Tuerzo a la izquierda en el primer cruce. Ya ha oscurecido; el suelo brilla por la humedad bajo la luz mortecina de las farolas. El frío ha espantado a la gente y las calles se ven vacías. No es que esta zona sea muy concurrida. Este es uno de esos barrios dormitorio donde los vecinos pasan el día fuera de aquí. Pese a que llevo cinco años trabajando en esta parte de la ciudad, nunca he paseado por ella. Me limito a llegar en coche y marcharme a mi propio barrio dormitorio. No tengo ni idea de qué comercios hay. Si encontrase una mercería para comprar unas medias de repuesto sería genial.
Se me ocurre que podría entrar en un bar y pedir un taxi desde el teléfono público. Claro que no hay muchos bares por aquí.
El primer copo de nieve me cae directamente en la punta de la nariz. Frente a mí los veo descender como plumón de pato; ligeros y blancos. Es bonito ver nevar. Relajante.
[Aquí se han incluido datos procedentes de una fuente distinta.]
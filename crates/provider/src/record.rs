use dar_signer::BoxedVerifier;
use dar_token::constants::DEFAULT_TOKEN_MAX_SIZE;
use std::fmt;
use url::Url;

/// Public description of a provider.
///
/// Records are what a registry hands out for an origin; they
/// carry the keys used to unseal tokens the provider issued.
#[derive(Clone)]
pub struct ProviderRecord {
    origin: String,
    unseal_keys: Vec<BoxedVerifier>,
    recover_account: Option<Url>,
    save_token: Option<Url>,
    token_max_size: usize,
}

impl ProviderRecord {
    /// Create a provider record.
    pub fn new(
        origin: impl Into<String>,
        unseal_keys: Vec<BoxedVerifier>,
    ) -> Self {
        Self {
            origin: origin.into(),
            unseal_keys,
            recover_account: None,
            save_token: None,
            token_max_size: DEFAULT_TOKEN_MAX_SIZE,
        }
    }

    /// Set the endpoint used to start account recovery.
    pub fn with_recover_account(mut self, url: Url) -> Self {
        self.recover_account = Some(url);
        self
    }

    /// Set the endpoint that receives recovery tokens.
    pub fn with_save_token(mut self, url: Url) -> Self {
        self.save_token = Some(url);
        self
    }

    /// Set the maximum size of a decoded sealed token.
    pub fn with_token_max_size(mut self, token_max_size: usize) -> Self {
        self.token_max_size = token_max_size;
        self
    }

    /// Provider origin.
    pub fn origin(&self) -> &str {
        &self.origin
    }

    /// Keys that verify tokens issued by this provider.
    pub fn unseal_keys(&self) -> &[BoxedVerifier] {
        &self.unseal_keys
    }

    /// Endpoint used to start account recovery.
    pub fn recover_account(&self) -> Option<&Url> {
        self.recover_account.as_ref()
    }

    /// Endpoint that receives recovery tokens.
    pub fn save_token(&self) -> Option<&Url> {
        self.save_token.as_ref()
    }

    /// Maximum size of a decoded sealed token.
    pub fn token_max_size(&self) -> usize {
        self.token_max_size
    }
}

impl fmt::Debug for ProviderRecord {
    fn fmt(&self, f: &mut fmt::Formatter<'_>) -> fmt::Result {
        f.debug_struct("ProviderRecord")
            .field("origin", &self.origin)
            .field("unseal_keys", &self.unseal_keys.len())
            .field("recover_account", &self.recover_account)
            .field("save_token", &self.save_token)
            .field("token_max_size", &self.token_max_size)
            .finish()
    }
}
Me acuerdo del trabajo que me ha dado pasarme las planchas por el pelo para dejarlo liso como una tabla y ya no me agrada tanto la nieve. Si se me humedece el pelo, parecerá que llevo un estropajo viejo en la cabeza.
Como una sombra, intento pegarme a las fachadas para protegerme con los aleros de los tejados o los balcones, mientras acelero todo lo que puedo, taconeando con mis botas. El reloj de un poste de anuncios me avisa: son las seis y cuarto. Si tomara un taxi en estos momentos, aún podría llegar a tiempo a la cita, pero no se ven taxis por la calle. ¿Dónde están?
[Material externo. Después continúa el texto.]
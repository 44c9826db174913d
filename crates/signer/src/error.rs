use thiserror::Error;

/// Errors generated by the signer library.
#[derive(Debug, Error)]
pub enum Error {
    /// Error generated when key bytes have the wrong length
    /// for a signature scheme.
    #[error("expected key of {expected} bytes but got {length}")]
    KeyLength {
        /// Expected key length.
        expected: usize,
        /// Length of the supplied buffer.
        length: usize,
    },

    /// Error generated by the ECDSA library.
    #[error(transparent)]
    Ecdsa(#[from] k256::ecdsa::Error),

    /// Error generated by the Ed25519 library.
    #[error("ed25519: {0}")]
    Ed25519(ed25519_dalek::SignatureError),

    /// Error generated decoding hex key material.
    #[error(transparent)]
    Hex(#[from] hex::FromHexError),
}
Me pregunto si Alberto esperará mucho rato una vez que pase la hora. ¡Con las ganas que tengo de conocerlo en persona!
Alberto M: Parece que hoy lo has pasado bien en la oficina
Marta García: Sí. Me gusta el ambiente que hay. Creo que nos llevamos bien. Y eso que somos muy diferentes.
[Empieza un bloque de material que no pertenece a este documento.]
//! Recovery token type, builder and parser.
use crate::{
    cipher::PayloadCipher,
    constants::{
        MAX_FIELD_LENGTH, PROTOCOL_VERSION, TOKEN_ID_LENGTH, TOKEN_ID_PARAM,
    },
    encoding::{self, v1::token::wire_length},
    Error, Result, TokenId, UtcDateTime,
};
use std::fmt;
use url::Url;

/// Kind of recovery token.
///
/// The type determines whether the issuer and audience
/// refer to an account provider or a recovery provider.
#[derive(Debug, Clone, Copy, Eq, PartialEq, Hash)]
#[repr(u8)]
pub enum TokenType {
    /// Token issued by an account provider and redeemed
    /// at a recovery provider.
    Recovery = 0,
    /// Token issued by a recovery provider back to the
    /// account provider.
    Countersigned = 1,
}

impl TryFrom<u8> for TokenType {
    type Error = Error;

    fn try_from(value: u8) -> Result<Self> {
        match value {
            0 => Ok(Self::Recovery),
            1 => Ok(Self::Countersigned),
            _ => Err(Error::UnknownTokenType(value)),
        }
    }
}

impl From<TokenType> for u8 {
    fn from(value: TokenType) -> Self {
        value as u8
    }
}

impl fmt::Display for TokenType {
    fn fmt(&self, f: &mut fmt::Formatter<'_>) -> fmt::Result {
        match self {
            Self::Recovery => write!(f, "recovery"),
            Self::Countersigned => write!(f, "countersigned"),
        }
    }
}

/// Delegated account recovery token.
///
/// A value of this type is either produced by [TokenBuilder]
/// or validated by [RecoveryToken::parse]; fields are only
/// exposed through accessors so the version and identity of
/// a token cannot change after construction.
#[derive(Debug, Clone, Eq, PartialEq)]
pub struct RecoveryToken {
    pub(crate) version: u8,
    pub(crate) token_type: TokenType,
    pub(crate) token_id: TokenId,
    pub(crate) options: u8,
    pub(crate) issuer: String,
    pub(crate) audience: String,
    pub(crate) issued_time: String,
    pub(crate) data: Vec<u8>,
    pub(crate) binding_data: Vec<u8>,
}

impl RecoveryToken {
    /// Build a new token with a random identifier issued now.
    pub fn build(
        issuer: impl Into<String>,
        audience: impl Into<String>,
        token_type: TokenType,
    ) -> Result<Self> {
        Self::builder(token_type)
            .issuer(issuer)
            .audience(audience)
            .build()
    }

    /// Builder for a token.
    pub fn builder(token_type: TokenType) -> TokenBuilder {
        TokenBuilder::new(token_type)
    }

    /// Parse a token from the start of a buffer.
    ///
    /// Bytes after the token are ignored so a sealed token
    /// (token followed by a signature) can be parsed; use
    /// [RecoveryToken::num_bytes] to find where the token ends.
    pub fn parse(buffer: &[u8]) -> Result<Self> {
        encoding::v1::token::decode_token(buffer).map_err(|e| {
            if looks_base64(buffer) {
                Error::Base64Input
            } else {
                Error::MalformedToken(e.to_string())
            }
        })
    }

    /// Encode this token to bytes.
    pub fn to_bytes(&self) -> Result<Vec<u8>> {
        encoding::encode(self)
    }

    /// Number of bytes in the encoding of this token.
    pub fn num_bytes(&self) -> usize {
        wire_length(self)
    }

    /// Protocol version.
    pub fn version(&self) -> u8 {
        self.version
    }

    /// Token type.
    pub fn token_type(&self) -> TokenType {
        self.token_type
    }

    /// Token identifier.
    pub fn token_id(&self) -> &TokenId {
        &self.token_id
    }

    /// Options bit flags.
    pub fn options(&self) -> u8 {
        self.options
    }

    /// Origin of the party that issued the token.
    pub fn issuer(&self) -> &str {
        &self.issuer
    }

    /// Origin of the party the token is intended for.
    pub fn audience(&self) -> &str {
        &self.audience
    }

    /// Issued time as it appears in the token.
    pub fn issued_time(&self) -> &str {
        &self.issued_time
    }

    /// Parse the issued time.
    pub fn issued_at(&self) -> Result<UtcDateTime> {
        UtcDateTime::parse_rfc3339(&self.issued_time)
    }

    /// Opaque payload.
    pub fn data(&self) -> &[u8] {
        &self.data
    }

    /// Set the opaque payload.
    pub fn set_data(&mut self, data: Vec<u8>) -> Result<()> {
        check_length("data", data.len())?;
        self.data = data;
        Ok(())
    }

    /// Opaque binding data.
    pub fn binding_data(&self) -> &[u8] {
        &self.binding_data
    }

    /// Set the opaque binding data.
    pub fn set_binding_data(&mut self, binding_data: Vec<u8>) -> Result<()> {
        check_length("binding_data", binding_data.len())?;
        self.binding_data = binding_data;
        Ok(())
    }

    /// Decrypt the payload with a cipher.
    pub fn decrypt_data(&self, cipher: &dyn PayloadCipher) -> Result<Vec<u8>> {
        cipher.decrypt(&self.data)
    }

    /// URL for a recovery provider endpoint with the token
    /// identifier in the query string.
    pub fn state_url(&self, recover_account: &Url) -> Url {
        let mut url = recover_account.clone();
        url.query_pairs_mut()
            .append_pair(TOKEN_ID_PARAM, &self.token_id.to_hex());
        url
    }

    /// Placeholder used as the target when decoding.
    pub(crate) fn empty() -> Self {
        Self {
            version: PROTOCOL_VERSION,
            token_type: TokenType::Recovery,
            token_id: TokenId::from([0; TOKEN_ID_LENGTH]),
            options: 0,
            issuer: String::new(),
            audience: String::new(),
            issued_time: String::new(),
            data: Vec::new(),
            binding_data: Vec::new(),
        }
    }
}

/// Builds recovery tokens.
#[derive(Debug, Clone)]
pub struct TokenBuilder {
    token_type: TokenType,
    issuer: String,
    audience: String,
    options: u8,
    issued_at: Option<UtcDateTime>,
    data: Vec<u8>,
    binding_data: Vec<u8>,
}

impl TokenBuilder {
    /// Create a builder for a token type.
    pub fn new(token_type: TokenType) -> Self {
        Self {
            token_type,
            issuer: String::new(),
            audience: String::new(),
            options: 0,
            issued_at: None,
            data: Vec::new(),
            binding_data: Vec::new(),
        }
    }

    /// Set the issuer origin.
    pub fn issuer(mut self, issuer: impl Into<String>) -> Self {
        self.issuer = issuer.into();
        self
    }

    /// Set the audience origin.
    pub fn audience(mut self, audience: impl Into<String>) -> Self {
        self.audience = audience.into();
        self
    }

    /// Set the options bit flags.
    pub fn options(mut self, options: u8) -> Self {
        self.options = options;
        self
    }

    /// Use an explicit issued time instead of now.
    pub fn issued_at(mut self, issued_at: UtcDateTime) -> Self {
        self.issued_at = Some(issued_at);
        self
    }

    /// Set the opaque payload.
    pub fn data(mut self, data: Vec<u8>) -> Self {
        self.data = data;
        self
    }

    /// Set the opaque binding data.
    pub fn binding_data(mut self, binding_data: Vec<u8>) -> Self {
        self.binding_data = binding_data;
        self
    }

    /// Build the token with a fresh random identifier.
    pub fn build(self) -> Result<RecoveryToken> {
        let issued_at = match self.issued_at {
            Some(issued_at) => issued_at,
            None => UtcDateTime::now()?,
        };
        let issued_time = issued_at.to_rfc3339()?;

        check_length("issuer", self.issuer.len())?;
        check_length("audience", self.audience.len())?;
        check_length("issued_time", issued_time.len())?;
        check_length("data", self.data.len())?;
        check_length("binding_data", self.binding_data.len())?;

        Ok(RecoveryToken {
            version: PROTOCOL_VERSION,
            token_type: self.token_type,
            token_id: TokenId::random(),
            options: self.options,
            issuer: self.issuer,
            audience: self.audience,
            issued_time,
            data: self.data,
            binding_data: self.binding_data,
        })
    }
}

fn check_length(field: &'static str, length: usize) -> Result<()> {
    if length > MAX_FIELD_LENGTH {
        return Err(Error::FieldTooLong {
            field,
            length,
            maximum: MAX_FIELD_LENGTH,
        });
    }
    Ok(())
}

/// Determine if a buffer that failed to decode is probably
/// still base64 encoded.
fn looks_base64(buffer: &[u8]) -> bool {
    !buffer.is_empty()
        && buffer.iter().all(|b| {
            b.is_ascii_alphanumeric()
                || matches!(b, b'+' | b'/' | b'=' | b'-' | b'_')
        })
}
Alberto M: Yo también estoy a gusto en mi oficina. Así se trabaja mejor.
Marta García: Hemos hecho «el amigo invisible» con los regalos de Navidad. Me han regalado una preciosa orquídea blanca. ¡No sé cómo han adivinado que era mi flor preferida!
Alberto M: Seguro que lo has dicho alguna vez, Marta. Yo lo
sabía
Marta García: Pero es que a ti te cuento muchas cosas
Lucía está equivocada, sin duda. No puede ser un delincuente. En estos meses, Alberto y yo, hemos hablado de todo un poco. Me ha dicho que trabaja en una oficina. Como yo. Ya tenemos algo en común. Como su madre ha estado enferma y él es hijo único, apenas ha tenido tiempo de salir y por eso ha entrado en las redes sociales como una vía de escape, pues sus amigos han ido casándose y se han distanciado de los solteros. Buscaba relacionarse con otras personas y restablecer la amistad con esos compañeros que se han ido alejando. Me dijo que le había gustado la fotografía que he colgado en mi perfil. Es una foto en la que salgo muy favorecida, cosa extraña en mí, sentada junto al mar. Que se había prendado de la mirada soñadora que tengo en ella. ¡Qué mono!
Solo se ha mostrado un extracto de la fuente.